(SOURCE RECORDS Opens)

//! Per-credential circuit breakers
//!
//! A [`CircuitBreaker`] tracks one remote credential. The
//! [`CircuitBreakerRegistry`] owns one breaker per key and is meant to be
//! created once per process and injected wherever outbound calls are made, so
//! one tenant's failing credential never trips another tenant's breaker.
//!
//! Transitions:
//! - `Closed -> Open` after `failure_threshold` consecutive failures
//! - `Open -> HalfOpen` on the first call after `cooldown` has elapsed
//! - `HalfOpen -> Closed` after `success_threshold` consecutive successes
//! - `HalfOpen -> Open` on any failure
//!
//! Any success resets the consecutive failure count. A half-open call whose
//! future is dropped before it finishes gives its slot back.

use std::fmt;
use std::future::Future;
use std::sync::Arc;
use std::time::{Duration, Instant};

use dashmap::DashMap;
use parking_lot::Mutex;
use tracing::{debug, info, warn};

use super::{Clock, ResilienceError, ResilienceResult, SystemClock};

/// Circuit breaker states
#[derive(Debug, Clone, Copy, PartialEq, Eq)]
pub enum CircuitState {
    /// Calls flow normally
    Closed,
    /// Calls are rejected without running
    Open,
    /// Limited probe calls test whether the remote has recovered
    HalfOpen,
}

impl CircuitState {
    /// Lowercase label used in logs and metrics
    pub const fn as_str(self) -> &'static str {
        match self {
            Self::Closed => "closed",
            Self::Open => "open",
            Self::HalfOpen => "half-open",
        }
    }
}

impl fmt::Display for CircuitState {
    fn fmt(&self, f: &mut fmt::Formatter<'_>) -> fmt::Result {
        f.write_str(self.as_str())
    }
}

/// Configuration for circuit breaker behavior
#[derive(Debug, Clone)]
pub struct CircuitBreakerConfig {
    /// Consecutive failures before opening the circuit
    pub failure_threshold: u32,
    /// Consecutive half-open successes needed to close the circuit
    pub success_threshold: u32,
    /// Time to wait before an open circuit admits a probe
    pub cooldown: Duration,
    /// Probe calls admitted per half-open period
    pub half_open_max_calls: u32,
}

impl Default for CircuitBreakerConfig {
    fn default() -> Self {
        Self {
            failure_threshold: 5,
            success_threshold: 2,
            cooldown: Duration::from_secs(30),
            half_open_max_calls: 2,
        }
    }
}

impl CircuitBreakerConfig {
    /// Create a configuration builder
    pub fn builder() -> CircuitBreakerConfigBuilder {
        CircuitBreakerConfigBuilder::default()
    }

    /// Validate the configuration
    pub fn validate(&self) -> ResilienceResult<()> {
        if self.failure_threshold == 0 {
            return Err(ResilienceError::InvalidConfiguration {
                message: "failure_threshold must be greater than 0".to_string(),
            });
        }
        if self.success_threshold == 0 {
            return Err(ResilienceError::InvalidConfiguration {
                message: "success_threshold must be greater than 0".to_string(),
            });
        }
        if self.half_open_max_calls < self.success_threshold {
            return Err(ResilienceError::InvalidConfiguration {
                message: "half_open_max_calls must be at least success_threshold".to_string(),
            });
        }
        Ok(())
    }
}

/// Builder for [`CircuitBreakerConfig`]
#[derive(Debug, Default)]
pub struct CircuitBreakerConfigBuilder {
    config: CircuitBreakerConfig,
}

impl CircuitBreakerConfigBuilder {
    pub fn failure_threshold(mut self, threshold: u32) -> Self {
        self.config.failure_threshold = threshold;
        self
    }

    pub fn success_threshold(mut self, threshold: u32) -> Self {
        self.config.success_threshold = threshold;
        if self.config.half_open_max_calls < threshold {
            self.config.half_open_max_calls = threshold;
        }
        self
    }

    pub fn cooldown(mut self, cooldown: Duration) -> Self {
        self.config.cooldown = cooldown;
        self
    }

    pub fn half_open_max_calls(mut self, max_calls: u32) -> Self {
        self.config.half_open_max_calls = max_calls;
        self
    }

    pub fn build(self) -> ResilienceResult<CircuitBreakerConfig> {
        self.config.validate()?;
        Ok(self.config)
    }
}

/// Point-in-time view of one breaker
#[derive(Debug, Clone)]
pub struct CircuitSnapshot {
    pub state: CircuitState,
    pub consecutive_failures: u32,
    pub half_open_successes: u32,
    pub opened_at: Option<Instant>,
    pub total_calls: u64,
    pub rejected_calls: u64,
}

#[derive(Debug)]
struct BreakerState {
    state: CircuitState,
    consecutive_failures: u32,
    half_open_successes: u32,
    half_open_calls: u32,
    /// Bumped on every `Open -> HalfOpen` transition
    half_open_period: u64,
    opened_at: Option<Instant>,
    total_calls: u64,
    rejected_calls: u64,
}

impl BreakerState {
    const fn new() -> Self {
        Self {
            state: CircuitState::Closed,
            consecutive_failures: 0,
            half_open_successes: 0,
            half_open_calls: 0,
            half_open_period: 0,
            opened_at: None,
            total_calls: 0,
            rejected_calls: 0,
        }
    }

    fn open(&mut self, now: Instant) {
        self.state = CircuitState::Open;
        self.opened_at = Some(now);
        self.half_open_successes = 0;
        self.half_open_calls = 0;
    }
}

/// Circuit breaker for a single key
pub struct CircuitBreaker<C: Clock = SystemClock> {
    key: String,
    config: CircuitBreakerConfig,
    inner: Mutex<BreakerState>,
    clock: Arc<C>,
}

impl<C: Clock> fmt::Debug for CircuitBreaker<C> {
    fn fmt(&self, f: &mut fmt::Formatter<'_>) -> fmt::Result {
        f.debug_struct("CircuitBreaker")
            .field("key", &self.key)
            .field("state", &self.state())
            .finish_non_exhaustive()
    }
}

impl<C: Clock> CircuitBreaker<C> {
    /// Create a breaker for `key` sharing `clock` with its registry
    pub fn new(
        key: impl Into<String>,
        config: CircuitBreakerConfig,
        clock: Arc<C>,
    ) -> ResilienceResult<Self> {
        config.validate()?;
        Ok(Self { key: key.into(), config, inner: Mutex::new(BreakerState::new()), clock })
    }

    /// Admit or reject a call, moving `Open -> HalfOpen` once cooldown elapses.
    ///
    /// Admission and the half-open probe count are updated under one lock so
    /// concurrent callers cannot overrun `half_open_max_calls`.
    pub fn try_acquire(&self) -> bool {
        self.admit().is_some()
    }

    /// Admission decision; `Some(Some(period))` for a half-open slot
    fn admit(&self) -> Option<Option<u64>> {
        let now = self.clock.now();
        let mut inner = self.inner.lock();

        let admitted = match inner.state {
            CircuitState::Closed => Some(None),
            CircuitState::Open => {
                let cooled = inner
                    .opened_at
                    .map_or(true, |opened| now.duration_since(opened) >= self.config.cooldown);
                if cooled {
                    inner.state = CircuitState::HalfOpen;
                    inner.half_open_successes = 0;
                    inner.half_open_calls = 1;
                    inner.half_open_period += 1;
                    info!(key = %self.key, "circuit half-open, admitting trial call");
                    Some(Some(inner.half_open_period))
                } else {
                    None
                }
            }
            CircuitState::HalfOpen => {
                if inner.half_open_calls < self.config.half_open_max_calls {
                    inner.half_open_calls += 1;
                    Some(Some(inner.half_open_period))
                } else {
                    None
                }
            }
        };

        if admitted.is_some() {
            inner.total_calls += 1;
        } else {
            inner.rejected_calls += 1;
        }
        admitted
    }

    /// Give back a half-open slot whose call never reported an outcome
    fn release_half_open_slot(&self, period: u64) {
        let mut inner = self.inner.lock();
        if inner.state == CircuitState::HalfOpen && inner.half_open_period == period {
            inner.half_open_calls = inner.half_open_calls.saturating_sub(1);
            debug!(key = %self.key, "half-open call abandoned, slot released");
        }
    }

    /// Run `operation` under breaker protection
    pub async fn execute<F, Fut, T, E>(&self, operation: F) -> ResilienceResult<T, E>
    where
        F: FnOnce() -> Fut,
        Fut: Future<Output = Result<T, E>>,
        E: std::error::Error + Send + Sync + 'static,
    {
        let Some(period) = self.admit() else {
            debug!(key = %self.key, "circuit open, rejecting call");
            return Err(ResilienceError::CircuitOpen { key: self.key.clone() });
        };

        let mut slot = HalfOpenSlot { breaker: self, period };
        let outcome = operation().await;
        slot.period = None;

        match outcome {
            Ok(value) => {
                self.record_success();
                Ok(value)
            }
            Err(error) => {
                self.record_failure();
                Err(ResilienceError::OperationFailed { source: error })
            }
        }
    }

    /// Record a successful operation
    pub fn record_success(&self) {
        let mut inner = self.inner.lock();
        inner.consecutive_failures = 0;

        if inner.state == CircuitState::HalfOpen {
            inner.half_open_successes += 1;
            if inner.half_open_successes >= self.config.success_threshold {
                inner.state = CircuitState::Closed;
                inner.opened_at = None;
                inner.half_open_successes = 0;
                inner.half_open_calls = 0;
                info!(key = %self.key, "circuit closed after successful probes");
            }
        }
    }

    /// Record a failed operation
    pub fn record_failure(&self) {
        let now = self.clock.now();
        let mut inner = self.inner.lock();
        inner.consecutive_failures = inner.consecutive_failures.saturating_add(1);

        match inner.state {
            CircuitState::Closed => {
                if inner.consecutive_failures >= self.config.failure_threshold {
                    inner.open(now);
                    warn!(
                        key = %self.key,
                        failures = inner.consecutive_failures,
                        "circuit opened"
                    );
                }
            }
            CircuitState::HalfOpen => {
                inner.open(now);
                warn!(key = %self.key, "half-open call failed, circuit reopened");
            }
            CircuitState::Open => {}
        }
    }

    /// Current state without triggering transitions
    pub fn state(&self) -> CircuitState {
        self.inner.lock().state
    }

    /// Snapshot for health and diagnostics
    pub fn snapshot(&self) -> CircuitSnapshot {
        let inner = self.inner.lock();
        CircuitSnapshot {
            state: inner.state,
            consecutive_failures: inner.consecutive_failures,
            half_open_successes: inner.half_open_successes,
            opened_at: inner.opened_at,
            total_calls: inner.total_calls,
            rejected_calls: inner.rejected_calls,
        }
    }

    /// Force the breaker back to closed
    pub fn reset(&self) {
        *self.inner.lock() = BreakerState::new();
        info!(key = %self.key, "circuit manually reset");
    }
}

/// Releases a half-open slot if the call is dropped mid-flight
struct HalfOpenSlot<'a, C: Clock> {
    breaker: &'a CircuitBreaker<C>,
    period: Option<u64>,
}

impl<C: Clock> Drop for HalfOpenSlot<'_, C> {
    fn drop(&mut self) {
        if let Some(period) = self.period {
            self.breaker.release_half_open_slot(period);
        }
    }
}

/// Keyed registry of independent breakers
pub struct CircuitBreakerRegistry<C: Clock = SystemClock> {
    config: CircuitBreakerConfig,
    clock: Arc<C>,
    breakers: DashMap<String, Arc<CircuitBreaker<C>>>,
}

impl<C: Clock> fmt::Debug for CircuitBreakerRegistry<C> {
    fn fmt(&self, f: &mut fmt::Formatter<'_>) -> fmt::Result {
        f.debug_struct("CircuitBreakerRegistry")
            .field("config", &self.config)
            .field("breakers", &self.breakers.len())
            .finish_non_exhaustive()
    }
}

impl CircuitBreakerRegistry<SystemClock> {
    /// Registry on the system clock
    pub fn new(config: CircuitBreakerConfig) -> ResilienceResult<Self> {
        Self::with_clock(config, SystemClock)
    }
}

impl<C: Clock> CircuitBreakerRegistry<C> {
    /// Registry on a custom clock (useful for testing)
    pub fn with_clock(config: CircuitBreakerConfig, clock: C) -> ResilienceResult<Self> {
        config.validate()?;
        Ok(Self { config, clock: Arc::new(clock), breakers: DashMap::new() })
    }

    /// Breaker for `key`, created closed on first use
    pub fn breaker(&self, key: &str) -> Arc<CircuitBreaker<C>> {
        if let Some(existing) = self.breakers.get(key) {
            return Arc::clone(existing.value());
        }
        let entry = self.breakers.entry(key.to_string()).or_insert_with(|| {
            Arc::new(CircuitBreaker {
                key: key.to_string(),
                config: self.config.clone(),
                inner: Mutex::new(BreakerState::new()),
                clock: Arc::clone(&self.clock),
            })
        });
        Arc::clone(entry.value())
    }

    /// Run `operation` under the breaker for `key`.
    ///
    /// While that breaker is open and cooling down this returns
    /// [`ResilienceError::CircuitOpen`] without invoking `operation`.
    pub async fn guard<F, Fut, T, E>(&self, key: &str, operation: F) -> ResilienceResult<T, E>
    where
        F: FnOnce() -> Fut,
        Fut: Future<Output = Result<T, E>>,
        E: std::error::Error + Send + Sync + 'static,
    {
        self.breaker(key).execute(operation).await
    }

    /// State of `key`, `Closed` when never seen
    pub fn state(&self, key: &str) -> CircuitState {
        self.breakers.get(key).map_or(CircuitState::Closed, |b| b.state())
    }

    /// Keys whose breaker is currently open
    pub fn open_keys(&self) -> Vec<String> {
        self.breakers
            .iter()
            .filter(|entry| entry.value().state() == CircuitState::Open)
            .map(|entry| entry.key().clone())
            .collect()
    }
}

(SOURCE RECORDS Closes)

How many of the lines in this material contain the word "match"? State the number and nothing else.

RESPONSE: 4